Holy Week in Spain is undeniably a unique event. Being Catholic myself I have celebrated Holy Week before. However, it is safe to say, I have never experienced such a genuine atmosphere of mourning like the one I have witness here. While I´ll admit it truly is a breathtakingly beautiful experience filled with emotion, there were times when I became overwhelmed by the dramatics of the situation, and felt a little uncomfortable.
In the procession I witnessed the marchers, clad out in white robes with blue capes and pointed blue hoods somewhat reminiscent of the Klu Klux Klan, carry elaborate sliver candlesticks. These marchers were closely followed by elegant female mourners dressed in black with the most delicate lace veils running from their heads to the ground.

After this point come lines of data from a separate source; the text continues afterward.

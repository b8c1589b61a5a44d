// SPDX-License-Identifier: AGPL-3.0-or-later
//
// Copyright (C) 2026 Relational Network

//! Signing key loading for the node account.
//!
//! `PRIVATE_KEY` may hold a raw hex scalar (with or without `0x`) or a
//! PEM-encoded secp256k1 key in SEC1 or PKCS#8 form.

use alloy::{network::EthereumWallet, signers::local::PrivateKeySigner};
use k256::SecretKey;

use super::client::ChainError;

/// Parse a private key from PEM format to hex string.
///
/// Returns the 32-byte scalar as 64 hex characters, no `0x` prefix.
pub fn pem_to_hex(pem_bytes: &[u8]) -> Result<String, ChainError> {
    let pem_str = std::str::from_utf8(pem_bytes)
        .map_err(|e| ChainError::InvalidPrivateKey(format!("Invalid UTF-8: {}", e)))?;

    let pem = pem::parse(pem_str)
        .map_err(|e| ChainError::InvalidPrivateKey(format!("Invalid PEM: {}", e)))?;

    let secret_key = SecretKey::from_sec1_der(pem.contents())
        .or_else(|_| parse_pkcs8_to_secret_key(pem.contents()))
        .map_err(|e| ChainError::InvalidPrivateKey(format!("Invalid key format: {}", e)))?;

    Ok(alloy::hex::encode(secret_key.to_bytes()))
}

fn parse_pkcs8_to_secret_key(der: &[u8]) -> Result<SecretKey, String> {
    use k256::pkcs8::DecodePrivateKey;
    SecretKey::from_pkcs8_der(der).map_err(|e| e.to_string())
}

/// Create a signer from a hex-encoded private key.
pub fn signer_from_hex(private_key_hex: &str) -> Result<PrivateKeySigner, ChainError> {
    let trimmed = private_key_hex.trim();
    let key_bytes = alloy::hex::decode(trimmed.strip_prefix("0x").unwrap_or(trimmed))
        .map_err(|e| ChainError::InvalidPrivateKey(e.to_string()))?;

    PrivateKeySigner::from_slice(&key_bytes)
        .map_err(|e| ChainError::InvalidPrivateKey(e.to_string()))
}

/// Create a signer from whatever form the configured key takes.
pub fn signer_from_config(raw: &str) -> Result<PrivateKeySigner, ChainError> {
    if raw.trim_start().starts_with("-----BEGIN") {
        let hex_key = pem_to_hex(raw.as_bytes())?;
        signer_from_hex(&hex_key)
    } else {
        signer_from_hex(raw)
    }
}

pub fn wallet_from_signer(signer: PrivateKeySigner) -> EthereumWallet {
    EthereumWallet::from(signer)
}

Behind these women was the wooden platform, or anda as it´s know in Spanish, which was carried by 36 men, known as carriers or cucuruchos, from a religious fraternity. On this magnificently ornate platform there was an amazing statue of Magdalena surrounded by flowers and candles. It was astonishing to see the skill, coordination and technique it took to negotiate this platform around sharp turns on narrow little streets. It really was a mesmerizing sight to see.
The procession was such a huge credit to the community and was carried out with solemnity and grace. To me it really got to the heart of Spanish culture and depicted their passion, their strength, their commitment to religion and their pride in a uniquely artistic way. While I may never fully understand the mourning period, I will always admire and respect it and feel grateful to be an onlooker to such an exceptional event.
What is your opinion on Holy Week in Spain?